**Required action**
After repeating the line containing "by Telegram ID", stop; until then, repeat each line of the listing below exactly, starting with the first.

(Given entries)

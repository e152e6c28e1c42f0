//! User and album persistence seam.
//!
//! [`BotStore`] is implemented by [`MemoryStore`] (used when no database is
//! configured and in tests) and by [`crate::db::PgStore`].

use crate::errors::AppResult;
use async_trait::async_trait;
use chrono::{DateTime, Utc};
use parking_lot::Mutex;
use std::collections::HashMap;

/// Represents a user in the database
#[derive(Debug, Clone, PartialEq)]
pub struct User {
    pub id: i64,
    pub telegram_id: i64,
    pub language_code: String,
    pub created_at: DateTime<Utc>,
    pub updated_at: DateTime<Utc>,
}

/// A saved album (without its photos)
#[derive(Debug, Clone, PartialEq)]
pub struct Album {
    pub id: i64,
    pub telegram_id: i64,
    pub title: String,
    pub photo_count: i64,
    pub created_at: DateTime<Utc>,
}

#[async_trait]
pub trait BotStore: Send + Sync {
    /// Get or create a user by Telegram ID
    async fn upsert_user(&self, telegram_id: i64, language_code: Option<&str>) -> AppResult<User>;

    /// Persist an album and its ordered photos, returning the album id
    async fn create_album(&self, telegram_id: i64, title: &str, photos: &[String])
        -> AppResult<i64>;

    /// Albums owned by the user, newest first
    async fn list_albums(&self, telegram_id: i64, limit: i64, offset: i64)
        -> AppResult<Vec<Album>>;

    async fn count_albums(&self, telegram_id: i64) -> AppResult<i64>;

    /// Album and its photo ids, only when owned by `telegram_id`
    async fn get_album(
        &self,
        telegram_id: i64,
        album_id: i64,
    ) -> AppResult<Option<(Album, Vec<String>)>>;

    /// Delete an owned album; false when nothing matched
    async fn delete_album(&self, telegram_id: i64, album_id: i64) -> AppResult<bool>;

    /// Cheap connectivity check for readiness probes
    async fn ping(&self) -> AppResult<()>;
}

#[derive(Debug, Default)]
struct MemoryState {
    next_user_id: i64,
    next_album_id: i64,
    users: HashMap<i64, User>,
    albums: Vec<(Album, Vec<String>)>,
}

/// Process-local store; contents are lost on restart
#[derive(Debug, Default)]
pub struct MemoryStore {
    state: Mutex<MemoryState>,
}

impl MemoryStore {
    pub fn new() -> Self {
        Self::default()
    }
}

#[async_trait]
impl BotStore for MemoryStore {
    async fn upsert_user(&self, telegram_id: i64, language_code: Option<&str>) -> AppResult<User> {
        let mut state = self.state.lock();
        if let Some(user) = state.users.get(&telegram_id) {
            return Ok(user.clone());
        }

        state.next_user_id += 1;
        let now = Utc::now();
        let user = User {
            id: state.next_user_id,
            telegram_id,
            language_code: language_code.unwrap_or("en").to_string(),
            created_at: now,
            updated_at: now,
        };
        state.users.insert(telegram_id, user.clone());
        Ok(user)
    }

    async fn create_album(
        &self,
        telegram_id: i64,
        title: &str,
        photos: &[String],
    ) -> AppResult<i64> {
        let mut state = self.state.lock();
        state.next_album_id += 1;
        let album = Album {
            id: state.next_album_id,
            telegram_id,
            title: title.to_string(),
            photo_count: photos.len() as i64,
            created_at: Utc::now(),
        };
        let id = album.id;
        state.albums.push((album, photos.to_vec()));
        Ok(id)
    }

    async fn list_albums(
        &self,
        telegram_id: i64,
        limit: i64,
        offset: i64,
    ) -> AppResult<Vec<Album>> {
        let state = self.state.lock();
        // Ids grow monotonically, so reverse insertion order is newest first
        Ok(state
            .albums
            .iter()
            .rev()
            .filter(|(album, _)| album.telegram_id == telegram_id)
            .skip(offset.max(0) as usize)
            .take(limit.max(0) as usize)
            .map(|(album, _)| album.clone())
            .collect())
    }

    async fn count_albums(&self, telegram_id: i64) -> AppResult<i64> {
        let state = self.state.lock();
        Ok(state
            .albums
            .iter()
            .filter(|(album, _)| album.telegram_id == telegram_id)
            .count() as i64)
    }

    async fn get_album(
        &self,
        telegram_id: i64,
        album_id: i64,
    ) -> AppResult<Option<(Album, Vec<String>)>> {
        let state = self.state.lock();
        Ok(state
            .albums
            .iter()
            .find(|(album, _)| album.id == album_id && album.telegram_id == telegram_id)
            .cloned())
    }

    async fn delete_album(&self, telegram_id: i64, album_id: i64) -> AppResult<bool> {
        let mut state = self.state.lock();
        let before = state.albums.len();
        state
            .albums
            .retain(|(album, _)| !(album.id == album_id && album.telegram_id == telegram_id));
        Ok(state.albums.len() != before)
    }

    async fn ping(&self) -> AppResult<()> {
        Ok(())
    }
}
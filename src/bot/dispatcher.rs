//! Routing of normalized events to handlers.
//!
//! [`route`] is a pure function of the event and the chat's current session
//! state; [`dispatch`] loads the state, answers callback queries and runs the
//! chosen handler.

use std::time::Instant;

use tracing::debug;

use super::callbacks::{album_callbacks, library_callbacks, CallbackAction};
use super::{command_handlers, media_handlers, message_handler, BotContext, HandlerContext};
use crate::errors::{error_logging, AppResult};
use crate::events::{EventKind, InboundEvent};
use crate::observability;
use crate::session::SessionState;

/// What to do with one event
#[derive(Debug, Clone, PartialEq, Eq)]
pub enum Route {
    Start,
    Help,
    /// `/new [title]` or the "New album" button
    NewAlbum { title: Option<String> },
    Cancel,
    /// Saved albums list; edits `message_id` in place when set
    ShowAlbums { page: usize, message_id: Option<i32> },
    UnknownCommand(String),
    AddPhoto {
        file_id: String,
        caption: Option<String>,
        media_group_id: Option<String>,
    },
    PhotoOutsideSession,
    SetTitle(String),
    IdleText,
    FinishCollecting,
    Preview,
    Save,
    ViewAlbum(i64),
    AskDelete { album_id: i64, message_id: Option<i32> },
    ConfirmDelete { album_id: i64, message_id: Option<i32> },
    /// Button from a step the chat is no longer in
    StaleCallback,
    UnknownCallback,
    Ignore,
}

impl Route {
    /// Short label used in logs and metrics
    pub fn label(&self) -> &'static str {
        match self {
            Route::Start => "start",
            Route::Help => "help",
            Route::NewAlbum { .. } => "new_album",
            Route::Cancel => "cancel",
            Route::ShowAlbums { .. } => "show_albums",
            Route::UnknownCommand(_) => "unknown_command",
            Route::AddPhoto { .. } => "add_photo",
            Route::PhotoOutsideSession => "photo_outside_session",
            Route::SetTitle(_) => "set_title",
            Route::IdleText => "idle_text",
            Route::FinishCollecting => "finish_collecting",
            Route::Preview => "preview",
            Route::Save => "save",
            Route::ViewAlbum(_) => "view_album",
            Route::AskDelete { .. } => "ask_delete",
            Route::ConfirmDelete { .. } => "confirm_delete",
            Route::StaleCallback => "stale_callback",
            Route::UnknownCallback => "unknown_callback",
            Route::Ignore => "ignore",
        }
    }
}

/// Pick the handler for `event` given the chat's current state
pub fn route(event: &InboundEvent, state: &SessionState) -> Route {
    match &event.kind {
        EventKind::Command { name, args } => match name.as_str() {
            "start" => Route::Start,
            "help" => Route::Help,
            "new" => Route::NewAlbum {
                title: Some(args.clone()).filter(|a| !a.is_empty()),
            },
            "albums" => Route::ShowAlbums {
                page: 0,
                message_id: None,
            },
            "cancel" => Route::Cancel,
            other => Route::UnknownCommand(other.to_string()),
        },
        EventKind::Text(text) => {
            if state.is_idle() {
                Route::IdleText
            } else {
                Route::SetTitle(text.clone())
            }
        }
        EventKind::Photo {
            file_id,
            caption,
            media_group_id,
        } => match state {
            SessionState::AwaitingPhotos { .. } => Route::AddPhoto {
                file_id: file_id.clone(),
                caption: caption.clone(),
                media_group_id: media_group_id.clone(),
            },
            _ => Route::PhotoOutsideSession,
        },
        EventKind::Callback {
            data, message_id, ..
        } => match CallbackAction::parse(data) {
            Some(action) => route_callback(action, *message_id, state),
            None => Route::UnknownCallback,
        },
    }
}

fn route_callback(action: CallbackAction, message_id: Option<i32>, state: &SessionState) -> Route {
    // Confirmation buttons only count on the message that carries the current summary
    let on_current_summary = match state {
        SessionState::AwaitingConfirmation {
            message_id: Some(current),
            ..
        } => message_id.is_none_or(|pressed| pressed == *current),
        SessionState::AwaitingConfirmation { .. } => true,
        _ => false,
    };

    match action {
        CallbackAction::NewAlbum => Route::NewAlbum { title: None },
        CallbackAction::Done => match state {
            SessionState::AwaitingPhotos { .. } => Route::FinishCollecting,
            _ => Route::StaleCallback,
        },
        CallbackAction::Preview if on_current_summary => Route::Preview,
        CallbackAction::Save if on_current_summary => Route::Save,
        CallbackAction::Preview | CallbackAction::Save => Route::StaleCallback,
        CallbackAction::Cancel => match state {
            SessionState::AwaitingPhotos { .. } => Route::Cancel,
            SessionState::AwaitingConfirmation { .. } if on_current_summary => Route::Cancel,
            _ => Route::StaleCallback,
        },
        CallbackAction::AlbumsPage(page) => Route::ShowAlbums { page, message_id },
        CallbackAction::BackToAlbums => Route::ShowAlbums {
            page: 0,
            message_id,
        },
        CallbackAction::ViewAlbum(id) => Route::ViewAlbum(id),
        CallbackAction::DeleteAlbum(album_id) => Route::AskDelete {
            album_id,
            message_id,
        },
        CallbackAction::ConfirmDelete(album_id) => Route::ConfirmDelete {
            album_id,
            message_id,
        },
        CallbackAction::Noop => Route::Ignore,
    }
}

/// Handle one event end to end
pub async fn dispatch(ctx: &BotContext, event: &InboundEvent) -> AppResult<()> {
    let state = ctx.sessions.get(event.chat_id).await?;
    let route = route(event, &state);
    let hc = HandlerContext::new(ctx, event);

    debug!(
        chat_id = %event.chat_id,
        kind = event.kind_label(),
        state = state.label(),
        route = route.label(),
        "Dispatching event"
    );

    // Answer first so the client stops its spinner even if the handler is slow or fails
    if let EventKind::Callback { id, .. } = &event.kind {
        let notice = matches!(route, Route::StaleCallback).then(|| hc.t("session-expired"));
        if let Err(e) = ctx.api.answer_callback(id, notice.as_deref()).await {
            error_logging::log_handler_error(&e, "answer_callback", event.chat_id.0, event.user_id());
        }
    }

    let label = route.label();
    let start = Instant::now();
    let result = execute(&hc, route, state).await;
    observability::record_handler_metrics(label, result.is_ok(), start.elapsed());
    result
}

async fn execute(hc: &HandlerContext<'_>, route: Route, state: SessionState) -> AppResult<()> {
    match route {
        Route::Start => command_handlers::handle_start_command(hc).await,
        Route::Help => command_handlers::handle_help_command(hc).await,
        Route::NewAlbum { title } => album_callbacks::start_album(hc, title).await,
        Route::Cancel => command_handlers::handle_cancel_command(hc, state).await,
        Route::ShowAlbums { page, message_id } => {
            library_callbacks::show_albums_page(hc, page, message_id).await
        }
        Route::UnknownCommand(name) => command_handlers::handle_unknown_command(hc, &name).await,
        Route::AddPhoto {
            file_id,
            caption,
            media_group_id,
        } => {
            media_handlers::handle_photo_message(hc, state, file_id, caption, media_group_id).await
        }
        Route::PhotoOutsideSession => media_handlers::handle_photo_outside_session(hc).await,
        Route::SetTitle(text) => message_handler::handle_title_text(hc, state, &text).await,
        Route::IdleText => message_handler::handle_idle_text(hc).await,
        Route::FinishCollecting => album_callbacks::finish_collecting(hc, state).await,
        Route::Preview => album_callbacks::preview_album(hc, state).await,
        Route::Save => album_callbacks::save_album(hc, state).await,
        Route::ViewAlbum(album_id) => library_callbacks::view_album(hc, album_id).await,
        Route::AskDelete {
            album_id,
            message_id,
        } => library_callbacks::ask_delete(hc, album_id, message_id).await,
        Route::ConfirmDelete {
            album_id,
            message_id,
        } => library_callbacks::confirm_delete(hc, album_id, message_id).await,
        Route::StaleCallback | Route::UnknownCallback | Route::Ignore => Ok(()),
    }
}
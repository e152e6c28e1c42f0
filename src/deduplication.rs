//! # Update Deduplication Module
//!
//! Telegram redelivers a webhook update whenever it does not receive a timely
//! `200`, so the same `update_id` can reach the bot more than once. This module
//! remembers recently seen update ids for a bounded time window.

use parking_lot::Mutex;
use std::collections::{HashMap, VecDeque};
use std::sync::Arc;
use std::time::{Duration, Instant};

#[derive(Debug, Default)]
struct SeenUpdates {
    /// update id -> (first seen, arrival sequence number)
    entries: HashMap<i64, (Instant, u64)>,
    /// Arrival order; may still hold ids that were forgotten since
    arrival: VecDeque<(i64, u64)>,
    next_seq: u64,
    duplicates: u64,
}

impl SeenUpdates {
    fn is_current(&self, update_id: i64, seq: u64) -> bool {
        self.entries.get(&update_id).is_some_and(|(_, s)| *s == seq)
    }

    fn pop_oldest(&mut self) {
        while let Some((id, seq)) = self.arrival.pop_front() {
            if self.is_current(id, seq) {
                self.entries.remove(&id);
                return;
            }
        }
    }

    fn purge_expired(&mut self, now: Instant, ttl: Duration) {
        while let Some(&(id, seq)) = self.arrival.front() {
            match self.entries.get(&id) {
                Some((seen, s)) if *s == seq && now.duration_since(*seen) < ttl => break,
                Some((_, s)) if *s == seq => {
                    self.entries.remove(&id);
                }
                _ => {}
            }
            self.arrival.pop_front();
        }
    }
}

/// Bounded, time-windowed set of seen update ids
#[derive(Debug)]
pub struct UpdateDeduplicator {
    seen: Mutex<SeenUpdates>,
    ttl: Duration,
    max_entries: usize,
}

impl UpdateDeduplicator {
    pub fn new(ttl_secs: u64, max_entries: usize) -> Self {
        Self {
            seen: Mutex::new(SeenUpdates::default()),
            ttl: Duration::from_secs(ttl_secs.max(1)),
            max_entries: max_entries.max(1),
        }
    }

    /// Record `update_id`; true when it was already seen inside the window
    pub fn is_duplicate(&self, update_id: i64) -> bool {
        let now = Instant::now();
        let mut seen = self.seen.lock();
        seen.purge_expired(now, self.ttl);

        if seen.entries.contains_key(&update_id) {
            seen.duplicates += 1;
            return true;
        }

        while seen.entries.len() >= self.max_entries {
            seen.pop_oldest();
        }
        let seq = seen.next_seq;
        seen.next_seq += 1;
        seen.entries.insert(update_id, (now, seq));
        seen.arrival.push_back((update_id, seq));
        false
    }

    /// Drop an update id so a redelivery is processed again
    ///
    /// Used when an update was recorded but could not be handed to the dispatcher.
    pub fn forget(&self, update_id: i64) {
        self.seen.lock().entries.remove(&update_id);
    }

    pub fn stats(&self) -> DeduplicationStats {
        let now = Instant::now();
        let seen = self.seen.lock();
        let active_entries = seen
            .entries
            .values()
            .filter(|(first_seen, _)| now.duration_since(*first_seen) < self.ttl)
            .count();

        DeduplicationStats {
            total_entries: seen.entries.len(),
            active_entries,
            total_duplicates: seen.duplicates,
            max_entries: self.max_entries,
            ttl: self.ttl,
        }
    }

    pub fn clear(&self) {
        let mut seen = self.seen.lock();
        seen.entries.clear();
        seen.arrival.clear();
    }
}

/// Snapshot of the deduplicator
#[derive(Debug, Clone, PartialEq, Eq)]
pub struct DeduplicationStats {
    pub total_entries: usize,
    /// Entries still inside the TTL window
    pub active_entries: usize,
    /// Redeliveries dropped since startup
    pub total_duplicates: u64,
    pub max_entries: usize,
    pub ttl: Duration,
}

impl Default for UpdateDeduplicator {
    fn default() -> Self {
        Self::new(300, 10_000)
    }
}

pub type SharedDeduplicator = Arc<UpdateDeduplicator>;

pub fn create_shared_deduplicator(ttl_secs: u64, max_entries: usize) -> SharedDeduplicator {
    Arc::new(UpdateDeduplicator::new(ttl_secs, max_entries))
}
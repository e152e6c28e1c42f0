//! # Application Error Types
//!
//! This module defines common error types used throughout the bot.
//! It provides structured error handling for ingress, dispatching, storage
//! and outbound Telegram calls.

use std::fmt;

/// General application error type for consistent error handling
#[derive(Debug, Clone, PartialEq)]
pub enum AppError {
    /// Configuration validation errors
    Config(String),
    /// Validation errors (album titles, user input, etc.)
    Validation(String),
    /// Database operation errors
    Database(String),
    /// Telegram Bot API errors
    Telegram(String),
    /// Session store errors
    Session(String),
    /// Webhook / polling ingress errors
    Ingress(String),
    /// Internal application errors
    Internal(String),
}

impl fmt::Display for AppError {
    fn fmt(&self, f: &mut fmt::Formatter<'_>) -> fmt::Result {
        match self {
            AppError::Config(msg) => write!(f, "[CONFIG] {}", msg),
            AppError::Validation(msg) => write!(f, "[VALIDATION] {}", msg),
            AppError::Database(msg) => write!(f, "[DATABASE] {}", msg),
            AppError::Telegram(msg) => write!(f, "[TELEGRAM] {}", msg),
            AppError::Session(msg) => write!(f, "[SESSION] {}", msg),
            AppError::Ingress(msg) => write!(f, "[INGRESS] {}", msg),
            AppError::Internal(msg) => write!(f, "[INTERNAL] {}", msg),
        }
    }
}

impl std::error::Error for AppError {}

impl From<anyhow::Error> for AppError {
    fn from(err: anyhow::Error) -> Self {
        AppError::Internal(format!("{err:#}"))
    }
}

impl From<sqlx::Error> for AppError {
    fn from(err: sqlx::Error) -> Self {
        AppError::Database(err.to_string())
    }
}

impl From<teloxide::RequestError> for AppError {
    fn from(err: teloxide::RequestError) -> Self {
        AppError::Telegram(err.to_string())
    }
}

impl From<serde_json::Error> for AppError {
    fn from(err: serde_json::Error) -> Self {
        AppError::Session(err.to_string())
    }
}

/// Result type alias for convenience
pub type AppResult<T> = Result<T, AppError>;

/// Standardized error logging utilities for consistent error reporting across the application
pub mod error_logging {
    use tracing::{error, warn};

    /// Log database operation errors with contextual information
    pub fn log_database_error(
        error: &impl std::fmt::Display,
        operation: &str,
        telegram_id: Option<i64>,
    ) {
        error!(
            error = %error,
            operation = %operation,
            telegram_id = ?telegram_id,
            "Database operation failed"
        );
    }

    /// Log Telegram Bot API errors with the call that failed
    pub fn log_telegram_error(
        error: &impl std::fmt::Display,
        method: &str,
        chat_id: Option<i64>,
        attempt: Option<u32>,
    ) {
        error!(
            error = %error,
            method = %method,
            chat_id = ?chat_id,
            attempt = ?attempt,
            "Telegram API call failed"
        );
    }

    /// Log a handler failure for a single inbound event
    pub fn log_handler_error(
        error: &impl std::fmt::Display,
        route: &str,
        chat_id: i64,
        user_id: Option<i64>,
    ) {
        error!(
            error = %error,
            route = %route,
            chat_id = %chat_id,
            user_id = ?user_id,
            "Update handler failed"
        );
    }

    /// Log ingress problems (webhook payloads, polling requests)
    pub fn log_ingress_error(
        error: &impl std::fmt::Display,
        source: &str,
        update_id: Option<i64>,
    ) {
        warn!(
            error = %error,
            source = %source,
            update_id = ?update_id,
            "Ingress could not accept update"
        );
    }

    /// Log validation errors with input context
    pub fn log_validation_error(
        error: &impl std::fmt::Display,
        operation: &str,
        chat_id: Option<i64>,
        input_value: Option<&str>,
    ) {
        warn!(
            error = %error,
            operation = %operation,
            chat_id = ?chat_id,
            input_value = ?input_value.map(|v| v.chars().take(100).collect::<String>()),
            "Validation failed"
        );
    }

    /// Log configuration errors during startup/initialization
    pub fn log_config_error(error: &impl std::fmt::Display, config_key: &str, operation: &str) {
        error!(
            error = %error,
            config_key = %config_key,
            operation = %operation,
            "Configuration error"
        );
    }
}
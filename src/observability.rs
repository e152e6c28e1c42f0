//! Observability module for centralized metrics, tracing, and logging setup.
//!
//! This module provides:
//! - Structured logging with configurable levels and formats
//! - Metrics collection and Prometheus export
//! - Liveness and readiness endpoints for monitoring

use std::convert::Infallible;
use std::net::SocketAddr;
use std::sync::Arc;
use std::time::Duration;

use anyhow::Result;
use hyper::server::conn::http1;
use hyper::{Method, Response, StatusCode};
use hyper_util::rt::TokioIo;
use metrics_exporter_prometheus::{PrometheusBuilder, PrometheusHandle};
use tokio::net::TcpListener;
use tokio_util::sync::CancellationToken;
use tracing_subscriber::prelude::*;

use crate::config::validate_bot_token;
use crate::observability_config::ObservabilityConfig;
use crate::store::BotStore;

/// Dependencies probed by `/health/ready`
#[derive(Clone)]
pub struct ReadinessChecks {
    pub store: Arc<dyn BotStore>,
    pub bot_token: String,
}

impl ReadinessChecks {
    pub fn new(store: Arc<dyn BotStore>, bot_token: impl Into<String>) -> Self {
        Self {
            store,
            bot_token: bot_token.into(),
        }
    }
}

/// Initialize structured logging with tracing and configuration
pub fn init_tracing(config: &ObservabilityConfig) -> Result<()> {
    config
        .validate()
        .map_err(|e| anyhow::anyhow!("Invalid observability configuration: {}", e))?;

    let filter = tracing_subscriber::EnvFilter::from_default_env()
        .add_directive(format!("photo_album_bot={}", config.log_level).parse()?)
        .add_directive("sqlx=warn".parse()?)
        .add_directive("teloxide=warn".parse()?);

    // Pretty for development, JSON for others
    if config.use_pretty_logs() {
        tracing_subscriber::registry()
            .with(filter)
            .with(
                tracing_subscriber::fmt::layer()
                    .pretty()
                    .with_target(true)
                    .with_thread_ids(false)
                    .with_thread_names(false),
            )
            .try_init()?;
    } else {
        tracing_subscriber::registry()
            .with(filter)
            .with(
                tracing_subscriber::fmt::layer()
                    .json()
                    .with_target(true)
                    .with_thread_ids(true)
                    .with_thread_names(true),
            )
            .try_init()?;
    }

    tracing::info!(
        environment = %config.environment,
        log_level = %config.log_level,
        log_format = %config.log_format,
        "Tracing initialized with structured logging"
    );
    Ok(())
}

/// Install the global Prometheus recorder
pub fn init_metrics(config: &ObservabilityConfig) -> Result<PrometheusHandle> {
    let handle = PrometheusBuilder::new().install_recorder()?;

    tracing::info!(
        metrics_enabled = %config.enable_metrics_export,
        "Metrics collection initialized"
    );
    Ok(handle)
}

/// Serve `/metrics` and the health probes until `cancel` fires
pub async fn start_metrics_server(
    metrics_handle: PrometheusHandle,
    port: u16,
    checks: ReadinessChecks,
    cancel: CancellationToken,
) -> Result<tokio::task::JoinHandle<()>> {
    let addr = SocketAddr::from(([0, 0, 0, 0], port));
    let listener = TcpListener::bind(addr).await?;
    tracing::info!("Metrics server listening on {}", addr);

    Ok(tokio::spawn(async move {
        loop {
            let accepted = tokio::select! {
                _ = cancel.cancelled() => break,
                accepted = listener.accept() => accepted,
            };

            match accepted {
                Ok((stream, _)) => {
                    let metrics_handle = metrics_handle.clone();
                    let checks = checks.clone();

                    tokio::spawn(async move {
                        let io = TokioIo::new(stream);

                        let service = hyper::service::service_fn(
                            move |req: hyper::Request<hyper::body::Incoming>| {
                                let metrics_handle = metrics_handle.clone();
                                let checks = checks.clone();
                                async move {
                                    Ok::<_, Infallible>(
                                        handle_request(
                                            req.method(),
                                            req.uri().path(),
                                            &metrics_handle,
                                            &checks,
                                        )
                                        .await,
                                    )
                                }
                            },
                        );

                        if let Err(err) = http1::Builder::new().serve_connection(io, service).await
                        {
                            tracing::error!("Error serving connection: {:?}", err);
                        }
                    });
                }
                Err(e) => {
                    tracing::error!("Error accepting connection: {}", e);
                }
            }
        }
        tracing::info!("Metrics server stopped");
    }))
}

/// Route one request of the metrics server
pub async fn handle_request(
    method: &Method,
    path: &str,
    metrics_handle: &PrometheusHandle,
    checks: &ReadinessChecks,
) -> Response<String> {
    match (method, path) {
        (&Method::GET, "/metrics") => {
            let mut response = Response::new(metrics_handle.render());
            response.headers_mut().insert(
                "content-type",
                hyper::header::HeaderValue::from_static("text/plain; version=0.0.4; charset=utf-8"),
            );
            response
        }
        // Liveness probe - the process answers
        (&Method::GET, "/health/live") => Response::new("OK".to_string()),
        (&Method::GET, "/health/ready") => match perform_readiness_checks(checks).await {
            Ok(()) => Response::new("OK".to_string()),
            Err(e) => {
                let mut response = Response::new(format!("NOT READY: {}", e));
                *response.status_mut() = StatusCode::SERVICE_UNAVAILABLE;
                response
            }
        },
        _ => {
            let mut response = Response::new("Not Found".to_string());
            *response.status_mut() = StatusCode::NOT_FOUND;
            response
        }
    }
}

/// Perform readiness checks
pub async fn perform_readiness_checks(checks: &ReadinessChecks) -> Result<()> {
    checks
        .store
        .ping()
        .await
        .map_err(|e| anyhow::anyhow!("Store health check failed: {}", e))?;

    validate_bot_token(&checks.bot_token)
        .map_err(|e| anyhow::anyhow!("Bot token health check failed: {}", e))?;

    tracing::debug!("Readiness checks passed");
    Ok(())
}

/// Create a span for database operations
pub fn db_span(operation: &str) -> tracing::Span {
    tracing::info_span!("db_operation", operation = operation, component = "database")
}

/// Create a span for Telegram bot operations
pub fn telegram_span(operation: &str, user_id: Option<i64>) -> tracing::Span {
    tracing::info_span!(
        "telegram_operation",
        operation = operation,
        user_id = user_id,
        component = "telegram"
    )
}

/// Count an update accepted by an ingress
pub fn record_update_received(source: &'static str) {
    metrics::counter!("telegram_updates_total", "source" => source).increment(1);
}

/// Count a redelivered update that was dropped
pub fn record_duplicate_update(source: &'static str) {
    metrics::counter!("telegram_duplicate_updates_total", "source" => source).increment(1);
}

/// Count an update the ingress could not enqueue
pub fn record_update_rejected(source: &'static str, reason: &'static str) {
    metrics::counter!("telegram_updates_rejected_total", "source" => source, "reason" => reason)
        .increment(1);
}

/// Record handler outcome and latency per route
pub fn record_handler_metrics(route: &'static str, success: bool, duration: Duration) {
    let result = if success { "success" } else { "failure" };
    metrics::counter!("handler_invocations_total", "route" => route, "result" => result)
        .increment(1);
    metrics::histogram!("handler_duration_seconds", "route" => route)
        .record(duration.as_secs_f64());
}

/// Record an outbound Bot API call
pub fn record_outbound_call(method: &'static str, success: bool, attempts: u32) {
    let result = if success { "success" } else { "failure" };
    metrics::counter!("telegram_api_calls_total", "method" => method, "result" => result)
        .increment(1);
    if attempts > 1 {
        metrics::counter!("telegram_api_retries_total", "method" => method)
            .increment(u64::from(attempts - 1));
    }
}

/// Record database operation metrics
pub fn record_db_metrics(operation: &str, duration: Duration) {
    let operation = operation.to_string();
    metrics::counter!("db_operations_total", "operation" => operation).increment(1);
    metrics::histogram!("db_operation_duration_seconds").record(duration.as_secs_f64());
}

(End Given entries)

**Answer to this task**
repository e152e6c28e1c42f0
//! User and album persistence seam.
//!
//! [`BotStore`] is implemented by [`MemoryStore`] (used when no database is
//! configured and in tests) and by [`crate::db::PgStore`].

use crate::errors::AppResult;
use async_trait::async_trait;
use chrono::{DateTime, Utc};
use parking_lot::Mutex;
use std::collections::HashMap;

/// Represents a user in the database
#[derive(Debug, Clone, PartialEq)]
pub struct User {
    pub id: i64,
    pub telegram_id: i64,
    pub language_code: String,
    pub created_at: DateTime<Utc>,
    pub updated_at: DateTime<Utc>,
}

/// A saved album (without its photos)
#[derive(Debug, Clone, PartialEq)]
pub struct Album {
    pub id: i64,
    pub telegram_id: i64,
    pub title: String,
    pub photo_count: i64,
    pub created_at: DateTime<Utc>,
}

#[async_trait]
pub trait BotStore: Send + Sync {
    /// Get or create a user by Telegram ID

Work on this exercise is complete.